The White House and House Democrats have included $100 billion for immigration changes in the text of the budget reconciliation package for President Biden’s Build Back Better agenda. That’s keeping the hope of a path to citizenship in the bill alive.
In the framework for the package the White House released Thursday, it set aside the funding, ”consistent with the Senate’s reconciliation rules,” to “improve our immigration system by providing long awaited relief to millions through reconciliation, and making enhancements to reduce backlogs, expand legal representation, and make the asylum system and border processing more efficient and humane.”
This will be the third attempt to include a provision allowing undocumented immigrants temporary deportation protections and work permits. The first two were rejected by Senate Parliamentarian Elizabeth MacDonough. Despite the fact that the Senate staffers’ opinions are just that—opinions—and should be considered as advice and not rules, thus far Senate Democrats don’t seem ready to ignore her.
They’re hearing about that from their House colleagues, as Gabe Ortiz wrote this week: “Now dozens of House members, including California Rep. Lou Correa, New York Rep. Adriano Espaillat, Illinois Rep. Chuy García, New York Rep. Alexandria Ocasio-Cortez, and Congressional Progressive Caucus Chair Pramila Jayapal are urging Senate Democrats to champion immigrants, overrule MacDonough’s opinion with Vice President Kamala Harris as the 51st vote, and deliver permanent relief.”

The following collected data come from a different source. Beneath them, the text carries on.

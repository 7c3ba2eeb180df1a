//! The single unifying message type every actor in this system exchanges.
//!
//! `sdsc-rt`'s `ActorSystem<M, B>` is generic over one message type per
//! system; rather than running several independently-typed actor systems
//! (one per kind), this crate follows the redesign flag in §9 ("closed
//! registry of actor kinds") and defines one enum covering every message a
//! rule evaluator, metric consumer, or global controller actor can receive.

// Layer 1: Standard library imports
// (none)

// Layer 2: Third-party crate imports
use serde::{Deserialize, Serialize};

// Layer 3: Internal module imports
use sdsc_rt::message::{Message, MessagePriority};
use sdsc_rt::util::ActorAddress;

/// A single measured transfer update delivered to subscribers of a metric
/// stream (C5 §4.4).
#[derive(Debug, Clone, Serialize, Deserialize)]
pub struct MetricSample {
    pub metric_name: String,
    pub tenant: String,
    pub disk_id: String,
    pub measured_mbps: f64,
}

/// Every message any actor kind in this system can receive.
#[derive(Debug, Clone, Serialize, Deserialize)]
pub enum ControllerMessage {
    /// Delivered by a metric consumer actor to every subscribed rule/
    /// controller actor (C5).
    MetricUpdate(MetricSample),

    /// Sent to a rule actor to (re-)evaluate its condition against its most
    /// recently observed metric state (C4 §4.7).
    EvaluateRule,

    /// Periodic tick driving a global controller's polling loop (C6).
    ControllerTick,

    /// Acknowledges that an actor has finished its `pre_start` and is ready
    /// to receive traffic — replaces the source's fixed 0.1s readiness
    /// sleep with an explicit signal (§9).
    Ready,

    /// Registers `addr` as a subscriber of a metric consumer actor's stream
    /// (C5 §4.4).
    Subscribe(ActorAddress),

    /// Removes `addr` from a metric consumer actor's subscriber set; the
    /// manager stops the actor once the last subscriber is gone (C5 §4.4).
    Unsubscribe(ActorAddress),
}

impl Message for ControllerMessage {
    const MESSAGE_TYPE: &'static str = "controller_message";

    fn priority(&self) -> MessagePriority {
        match self {
            ControllerMessage::MetricUpdate(_) => MessagePriority::Normal,
            ControllerMessage::EvaluateRule => MessagePriority::Normal,
            ControllerMessage::ControllerTick => MessagePriority::Low,
            ControllerMessage::Ready => MessagePriority::High,
            ControllerMessage::Subscribe(_) | ControllerMessage::Unsubscribe(_) => {
                MessagePriority::High
            }
        }
    }
}
//! Global Controller Supervisor (C6 §4.5).
//!
//! Lifecycle for periodic controllers: enable spawns a [`ControllerActor`]
//! and wires it to its metric stream via C5; disable tears both down;
//! delete additionally removes the store record and resets the id counter
//! once no descriptors remain (§4.5).

// Layer 1: Standard library imports
use std::sync::Arc;

// Layer 2: Third-party crate imports
use dashmap::DashMap;

// Layer 3: Internal module imports
use sdsc_rt::broker::MessageBroker;
use sdsc_rt::message::MessageEnvelope;
use sdsc_rt::system::ActorSystem;
use sdsc_rt::util::ActorAddress;

use crate::actors::controller::ControllerActor;
use crate::allocation::Capacity;
use crate::error::ControllerError;
use crate::messages::ControllerMessage;
use crate::metrics::MetricSubscriptionManager;
use crate::store::{Counter, StateStore};

/// A `dsl_filter` other than `bandwidth` has no real metric stream in this
/// system; it is wired to the placeholder `dummy` stream, consistent with
/// the original controller-to-metric mapping (§4.5, §9).
const DUMMY_METRIC_NAME: &str = "dummy";

fn metric_name_for(dsl_filter: &str, method: &str) -> String {
    if dsl_filter == "bandwidth" {
        format!("{method}_bw_info")
    } else {
        DUMMY_METRIC_NAME.to_string()
    }
}

pub struct GlobalControllerSupervisor<B>
where
    B: MessageBroker<ControllerMessage> + Clone + Send + Sync + 'static,
{
    system: ActorSystem<ControllerMessage, B>,
    broker: B,
    store: Arc<dyn StateStore>,
    metrics: Arc<MetricSubscriptionManager<B>>,
    capacity: Capacity,
    actors: DashMap<u64, ActorAddress>,
}

impl<B> GlobalControllerSupervisor<B>
where
    B: MessageBroker<ControllerMessage> + Clone + Send + Sync + 'static,
{
    pub fn new(
        system: ActorSystem<ControllerMessage, B>,
        broker: B,
        store: Arc<dyn StateStore>,
        metrics: Arc<MetricSubscriptionManager<B>>,
        capacity: Capacity,
    ) -> Self {
        Self {
            system,
            broker,
            store,
            metrics,
            capacity,
            actors: DashMap::new(),
        }
    }

    pub async fn enable(&self, controller_id: u64) -> Result<(), ControllerError> {
        if self.actors.contains_key(&controller_id) {
            return Ok(());
        }

        let mut descriptor = self
            .store
            .get_controller(controller_id)
            .await?
            .ok_or(ControllerError::NotFound(controller_id))?;

        let actor = ControllerActor::new(
            controller_id,
            descriptor.method_type,
            self.capacity,
            Arc::clone(&self.store),
        );
        let address = self
            .system
            .spawn()
            .with_name(format!("controller:{controller_id}"))
            .spawn(actor)
            .await?;

        let metric_name = metric_name_for(&descriptor.dsl_filter, descriptor.method_type.as_str());
        self.metrics
            .subscribe(&metric_name, descriptor.method_type, address.clone())
            .await?;

        self.actors.insert(controller_id, address);
        descriptor.enabled = true;
        self.store.put_controller(descriptor).await?;
        Ok(())
    }

    pub async fn disable(&self, controller_id: u64) -> Result<(), ControllerError> {
        let Some((_, address)) = self.actors.remove(&controller_id) else {
            return Ok(());
        };

        let mut descriptor = self
            .store
            .get_controller(controller_id)
            .await?
            .ok_or(ControllerError::NotFound(controller_id))?;

        let metric_name = metric_name_for(&descriptor.dsl_filter, descriptor.method_type.as_str());
        self.metrics.unsubscribe(&metric_name, address.clone()).await?;
        self.system.stop(&address).await?;

        descriptor.enabled = false;
        self.store.put_controller(descriptor).await?;
        Ok(())
    }

    pub async fn delete(&self, controller_id: u64) -> Result<(), ControllerError> {
        self.disable(controller_id).await?;
        self.store.delete_controller(controller_id).await?;
        if self.store.list_controllers().await?.is_empty() {
            self.store.reset_counter(Counter::ControllerId).await?;
        }
        Ok(())
    }

    /// Drive one polling tick for `controller_id`, invoking the bandwidth
    /// allocation core against everything accumulated since the last tick.
    pub async fn tick(&self, controller_id: u64) -> Result<(), ControllerError> {
        let Some(address) = self.actors.get(&controller_id).map(|a| a.clone()) else {
            return Err(ControllerError::NotFound(controller_id));
        };
        let envelope = MessageEnvelope::new(ControllerMessage::ControllerTick)
            .with_reply_to(address);
        self.broker
            .send(envelope)
            .await
            .map_err(|e| ControllerError::MetricUnavailable(e.to_string()))
    }

    pub fn is_enabled(&self, controller_id: u64) -> bool {
        self.actors.contains_key(&controller_id)
    }
}
//! Unbounded mailbox implementation with unlimited capacity.
//!
//! This module provides an unbounded mailbox that can grow without limit,
//! using tokio's unbounded channel. This is suitable for actors that need
//! to handle bursts of messages without backpressure.
//!
//! # Warning
//!
//! cannot keep up with incoming messages. Use with caution and prefer
//! bounded mailboxes with appropriate backpressure strategies.
//!
//! # Use Cases
//!
//! - System actors that must never block message delivery
//! - Supervisors that need to receive all child actor messages
//! - High-priority control plane actors
//! - Actors with known finite message sources
//!
//! # Example
//!
//! ```ignore
//! use sdsc_rt::mailbox::UnboundedMailbox;
//! use sdsc_rt::message::{Message, MessageEnvelope};
//!
//! #[derive(Debug, Clone)]
//! struct MyMessage;
//! impl Message for MyMessage {
//!     const MESSAGE_TYPE: &'static str = "my_message";
//! }
//!
//! // Create unbounded mailbox
//! let (mailbox, sender) = UnboundedMailbox::<MyMessage>::new();
//! ```

// Layer 1: Standard library imports
use std::sync::Arc;

// Layer 2: Third-party crate imports
use async_trait::async_trait;
use chrono::Utc;
use tokio::sync::mpsc;

// Layer 3: Internal module imports
use super::metrics::{AtomicMetrics, MetricsRecorder};
use super::traits::{MailboxCapacity, MailboxError, MailboxReceiver, MailboxSender, TryRecvError};
use crate::message::{Message, MessageEnvelope};

/// Unbounded mailbox with unlimited capacity.
///
/// UnboundedMailbox uses tokio's unbounded mpsc channel for async message passing
/// without capacity limits. Messages are never dropped or blocked, but this can
/// lead to unbounded memory growth if not managed carefully.
///
/// # Type Parameters
///
/// * `M` - The message type implementing [`Message`]
/// * `R` - The metrics recorder implementing [`MetricsRecorder`] (default: [`AtomicMetrics`])
///
/// # Memory Safety
///
/// While the mailbox itself is unbounded, system memory is finite. Monitor
/// mailbox metrics to detect potential memory issues.
///
/// # Example
///
/// ```ignore
/// use sdsc_rt::mailbox::{UnboundedMailbox, AtomicMetrics};
/// use sdsc_rt::message::{Message, MessageEnvelope};
///
/// #[derive(Debug, Clone)]
/// struct MyMessage;
/// impl Message for MyMessage {
///     const MESSAGE_TYPE: &'static str = "my_message";
/// }
///
/// // Create unbounded mailbox with default metrics
/// let (mailbox, sender) = UnboundedMailbox::<MyMessage, AtomicMetrics>::new();
/// ```
pub struct UnboundedMailbox<M: Message, R: MetricsRecorder> {
    receiver: mpsc::UnboundedReceiver<MessageEnvelope<M>>,
    pub metrics: Arc<R>,
}

/// Sender for unbounded mailbox.
///
/// The sender can send messages without ever blocking or failing due to
/// capacity limits. Clone the sender to share it across multiple tasks.
#[derive(Clone)]
pub struct UnboundedMailboxSender<M: Message, R: MetricsRecorder> {
    sender: mpsc::UnboundedSender<MessageEnvelope<M>>,
    pub metrics: Arc<R>,
}

impl<M: Message, R: MetricsRecorder> UnboundedMailbox<M, R> {
    /// Create a new unbounded mailbox with custom metrics recorder.
    ///
    /// # Example
    ///
    /// ```ignore
    /// use sdsc_rt::mailbox::{UnboundedMailbox, AtomicMetrics};
    /// use sdsc_rt::message::Message;
    ///
    /// #[derive(Debug, Clone)]
    /// struct MyMsg;
    /// impl Message for MyMsg {
    ///     const MESSAGE_TYPE: &'static str = "my_msg";
    /// }
    ///
    /// let metrics = AtomicMetrics::new();
    /// let (mailbox, sender) = UnboundedMailbox::with_metrics(metrics);
    /// ```
    pub fn with_metrics(metrics: R) -> (Self, UnboundedMailboxSender<M, R>) {
        let (sender, receiver) = mpsc::unbounded_channel();
        let metrics = Arc::new(metrics);

        let mailbox = Self {
            receiver,
            metrics: Arc::clone(&metrics),
        };

        let sender = UnboundedMailboxSender { sender, metrics };

        (mailbox, sender)
    }
}

// Convenience constructor for AtomicMetrics (common case)
impl<M: Message> UnboundedMailbox<M, AtomicMetrics> {
    /// Create a new unbounded mailbox with AtomicMetrics.
    ///
    /// # Example
    ///
    /// ```ignore
    /// use sdsc_rt::mailbox::UnboundedMailbox;
    /// use sdsc_rt::message::Message;
    ///
    /// #[derive(Debug, Clone)]
    /// struct MyMsg;
    /// impl Message for MyMsg {
    ///     const MESSAGE_TYPE: &'static str = "my_msg";
    /// }
    ///
    /// let (mailbox, sender) = UnboundedMailbox::new();
    /// ```
    pub fn new() -> (Self, UnboundedMailboxSender<M, AtomicMetrics>) {
        Self::with_metrics(AtomicMetrics::new())
    }
}

#[async_trait]
impl<M: Message, R: MetricsRecorder> MailboxReceiver<M> for UnboundedMailbox<M, R> {
    type Error = MailboxError;

    async fn recv(&mut self) -> Option<MessageEnvelope<M>> {
        match self.receiver.recv().await {
            Some(envelope) => {
                // Check TTL expiration (ยง3.2 chrono)
                if let Some(ttl) = envelope.ttl {
                    let elapsed = Utc::now()
                        .signed_duration_since(envelope.timestamp)
                        .num_seconds() as u64;

                    if elapsed > ttl {
                        // Message expired, skip it
                        self.metrics.record_dropped();
                        return self.recv().await; // Try next message (recursive)
                    }
                }

                // Update metrics
                self.metrics.record_received();
                self.metrics.update_last_message(Utc::now()); // ยง3.2

                Some(envelope)
            }
            None => None,
        }
    }

    fn try_recv(&mut self) -> Result<MessageEnvelope<M>, TryRecvError> {
        match self.receiver.try_recv() {
            Ok(envelope) => {
                // Check TTL expiration (ยง3.2 chrono)
                if let Some(ttl) = envelope.ttl {
                    let elapsed = Utc::now()
                        .signed_duration_since(envelope.timestamp)
                        .num_seconds() as u64;

                    if elapsed > ttl {
                        // Message expired, try next
                        self.metrics.record_dropped();
                        return self.try_recv(); // Try next message (recursive)
                    }
                }

                // Update metrics
                self.metrics.record_received();
                self.metrics.update_last_message(Utc::now()); // ยง3.2

                Ok(envelope)
            }
            Err(mpsc::error::TryRecvError::Empty) => Err(TryRecvError::Empty),
            Err(mpsc::error::TryRecvError::Disconnected) => Err(TryRecvError::Closed),
        }
    }

    fn capacity(&self) -> MailboxCapacity {
        MailboxCapacity::Unbounded
    }

    fn len(&self) -> usize {
        // Note: unbounded channels don't provide accurate len()
        // We approximate using sent - received metrics
        self.metrics.in_flight() as usize
    }

    fn is_empty(&self) -> bool {
        self.len() == 0
    }
}

#[async_trait]
impl<M: Message, R: MetricsRecorder + Clone> MailboxSender<M> for UnboundedMailboxSender<M, R> {
    type Error = MailboxError;

    async fn send(&self, envelope: MessageEnvelope<M>) -> Result<(), Self::Error> {
        // Unbounded send never blocks or fails due to capacity
        self.sender
            .send(envelope)
            .map_err(|_| MailboxError::Closed)?;

        // Update metrics after sending
        self.metrics.record_sent();
        Ok(())
    }

    fn try_send(&self, envelope: MessageEnvelope<M>) -> Result<(), Self::Error> {
        // Unbounded send never fails due to capacity, only if closed
        self.sender
            .send(envelope)
            .map_err(|_| MailboxError::Closed)?;

        // Update metrics after sending
        self.metrics.record_sent();
        Ok(())
    }
}

// ============================================================================
// Unit Tests
// ============================================================================

#[cfg(test)]
#[allow(clippy::unwrap_used, clippy::panic)]
mod tests {
    use super::*;
    use crate::message::Message;

    #[derive(Debug, Clone, PartialEq)]
    struct TestMessage {
        data: String,
    }

    impl Message for TestMessage {
        const MESSAGE_TYPE: &'static str = "test_message";
    }

    #[tokio::test]
    async fn test_unbounded_mailbox_new() {
        let (mailbox, _sender): (UnboundedMailbox<TestMessage, _>, _) = UnboundedMailbox::new();
        assert_eq!(mailbox.capacity(), MailboxCapacity::Unbounded);
        assert_eq!(mailbox.len(), 0);
        assert!(mailbox.is_empty());
    }

    #[tokio::test]
    async fn test_unbounded_send_and_recv() {
        let (mut mailbox, sender) = UnboundedMailbox::new();
        let msg = TestMessage {
            data: "test".to_string(),
        };

        let envelope = MessageEnvelope::new(msg.clone());
        sender.send(envelope).await.unwrap();

        let received = mailbox.recv().await.unwrap();
        assert_eq!(received.payload.data, "test");
    }

    #[tokio::test]
    async fn test_unbounded_try_send() {
        let (mut mailbox, sender) = UnboundedMailbox::new();
        let msg = TestMessage {
            data: "test".to_string(),
        };

        let envelope = MessageEnvelope::new(msg.clone());
        sender.try_send(envelope).unwrap();

        let received = mailbox.try_recv().unwrap();
        assert_eq!(received.payload.data, "test");
    }

    #[tokio::test]
    async fn test_unbounded_try_recv_empty() {
        let (mut mailbox, _sender): (UnboundedMailbox<TestMessage, _>, _) = UnboundedMailbox::new();

        match mailbox.try_recv() {
            Err(TryRecvError::Empty) => { /* expected */ }
            _ => panic!("Expected Empty error"),
        }
    }

    #[tokio::test]
    async fn test_unbounded_multiple_messages() {
        let (mut mailbox, sender) = UnboundedMailbox::new();

        // Send 1000 messages without blocking (unbounded)
        for i in 0..1000 {
            let msg = TestMessage {
                data: format!("msg_{i}"),
            };
            sender.send(MessageEnvelope::new(msg)).await.unwrap();
        }

        // Receive all messages
        for i in 0..1000 {
            let received = mailbox.recv().await.unwrap();
            assert_eq!(received.payload.data, format!("msg_{i}"));
        }
    }

    #[tokio::test]
    async fn test_unbounded_sender_clone() {
        let (mut mailbox, sender) = UnboundedMailbox::new();

        let sender2 = sender.clone();

        sender
            .send(MessageEnvelope::new(TestMessage {
                data: "from_sender1".to_string(),
            }))
            .await
            .unwrap();

        sender2
            .send(MessageEnvelope::new(TestMessage {
                data: "from_sender2".to_string(),
            }))
            .await
            .unwrap();

        let msg1 = mailbox.recv().await.unwrap();
        let msg2 = mailbox.recv().await.unwrap();

        assert_eq!(msg1.payload.data, "from_sender1");
        assert_eq!(msg2.payload.data, "from_sender2");
    }

    #[tokio::test]
    async fn test_unbounded_ttl_expiration() {
        use std::time::Duration;
        use tokio::time::sleep;

        let (mut mailbox, sender) = UnboundedMailbox::new();

        // Send message with 1 second TTL
        let msg = TestMessage {
            data: "expired".to_string(),
        };
        let mut envelope = MessageEnvelope::new(msg);
        envelope.ttl = Some(1);

        sender.send(envelope).await.unwrap();

        // Sleep for 2 seconds to ensure TTL expires
        sleep(Duration::from_secs(2)).await;

        // Send valid message (no TTL)
        sender
            .send(MessageEnvelope::new(TestMessage {
                data: "valid".to_string(),
            }))
            .await
            .unwrap();

        // First recv should skip expired message and return valid one
        let received = mailbox.recv().await.unwrap();
        assert_eq!(received.payload.data, "valid");

        // Check metrics - expired message should be counted as dropped
        assert_eq!(mailbox.metrics.dropped_count(), 1);
    }

    #[tokio::test]
    async fn test_unbounded_metrics() {
        let (mut mailbox, sender) = UnboundedMailbox::new();

        // Send 5 messages
        for i in 0..5 {
            sender
                .send(MessageEnvelope::new(TestMessage {
                    data: format!("msg_{i}"),
                }))
                .await
                .unwrap();
        }

        // Check metrics after sending
        assert_eq!(mailbox.metrics.sent_count(), 5);
        assert_eq!(mailbox.metrics.received_count(), 0);

        // Receive 3 messages
        for _ in 0..3 {
            mailbox.recv().await.unwrap();
        }

        // Check metrics after receiving
        assert_eq!(mailbox.metrics.received_count(), 3);
    }

    #[tokio::test]
    async fn test_unbounded_closed_mailbox() {
        let (mut mailbox, sender): (UnboundedMailbox<TestMessage, _>, _) = UnboundedMailbox::new();

        // Drop sender to close mailbox
        drop(sender);

        // recv should return None when closed and empty
        let result = mailbox.recv().await;
        assert!(result.is_none());
    }

    #[tokio::test]
    async fn test_unbounded_closed_sender() {
        let (mailbox, sender) = UnboundedMailbox::new();

        // Drop receiver to close channel
        drop(mailbox);

        // Send should fail with Closed error
        let result = sender
            .send(MessageEnvelope::new(TestMessage {
                data: "test".to_string(),
            }))
            .await;

        assert!(matches!(result, Err(MailboxError::Closed)));
    }

    #[tokio::test]
    async fn test_unbounded_envelope_builder() {
        let (mut mailbox, sender) = UnboundedMailbox::new();

        let msg = TestMessage {
            data: "test".to_string(),
        };

        let envelope = MessageEnvelope::new(msg).with_ttl(3600);

        sender.send(envelope).await.unwrap();

        let received = mailbox.recv().await.unwrap();
        assert_eq!(received.ttl, Some(3600));
    }

    #[tokio::test]
    async fn test_unbounded_capacity_reporting() {
        let (mailbox, _sender): (UnboundedMailbox<TestMessage, _>, _) = UnboundedMailbox::new();

        // Unbounded mailbox always reports Unbounded capacity
        assert_eq!(mailbox.capacity(), MailboxCapacity::Unbounded);
    }

    #[tokio::test]
    async fn test_unbounded_high_volume() {
        let (mut mailbox, sender) = UnboundedMailbox::new();

        // Send 10,000 messages to test unbounded behavior
        for i in 0..10_000 {
            sender
                .send(MessageEnvelope::new(TestMessage {
                    data: format!("msg_{i}"),
                }))
                .await
                .unwrap();
        }

        // Verify all messages received
        for i in 0..10_000 {
            let received = mailbox.recv().await.unwrap();
            assert_eq!(received.payload.data, format!("msg_{i}"));
        }
    }
}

“As you know, the role of the Parliamentarian is an advisory one, and the opinion of the Parliamentarian is not binding,” the lawmakers told Senate Majority Leader Chuck Schumer in a letter. They reminded him that “there is precedent of the Presiding Officer disregarding the opinion of the Senate Parliamentarian.” There’s also precedent—from Republicans—for firing the parliamentarian. Democrats don’t have to go that far; they can just overrule her, as their House colleagues know.
At least a few of those members have indicated they won’t vote for a reconciliation package, and/or the hard infrastructure bipartisan bill, without it. Rep. Adriano Espaillat of New York is holding out his vote on both the bipartisan hard infrastructure bill and budget reconciliation until immigration is secured in the larger bill, at least as of Thursday when House Speaker Nancy Pelosi and Joe Biden were pushing House Democrats to pass that hard infrastructure bill. Reps. Chuy García of Illinois and Lou Correa of California have also said they won’t support the package without immigration.
“If there’s no immigration reform, I cannot support this bill,” García told reporters Thursday. He was refusing to help pass the hard infrastructure bill for fear that in doing so, Democrats “could lose all of our leverage in ensuring that there is an immigration relief piece in the reconciliation package.”
White House press secretary Jen Psaki, on Wednesday told reporters that both Biden and Vice President Kamala Harris “strongly supported” including that language in the framework, and are encouraging efforts to “come up with alternative ideas that might be able to make its way through the parliamentarian.” They can do better, at least privately, by Harris accepting her role in being the 51st vote to overrule the parliamentarian. For the record, neither Sen. Joe Manchin nor Sen. Kyrsten Sinema have objected to including immigration in this bill. That, like everything with them, is subject to change on a whim.
Advocates are getting as frustrated, yet remain hopeful. “One way or another, we expect immigration reform to be in the final bill and win freedom for millions of immigrants,” said Lorella Praeli, co-president of Community Change Action. America’s Voice executive director Frank Sharry applauded Biden and Pelosi for including the provision. “It’s been 35 years since we enacted major immigration legislation,” he wrote, encouraging them to get it done now.
“The public, the President, and every Democrat in Congress support modernization of our immigration system,” Sharry said. “This is a good first step that recognizes the essential role of immigrants to our economy, society and community. Now Democrats need to take the next step and deliver for the country and the millions of immigrant families who deliver for America.”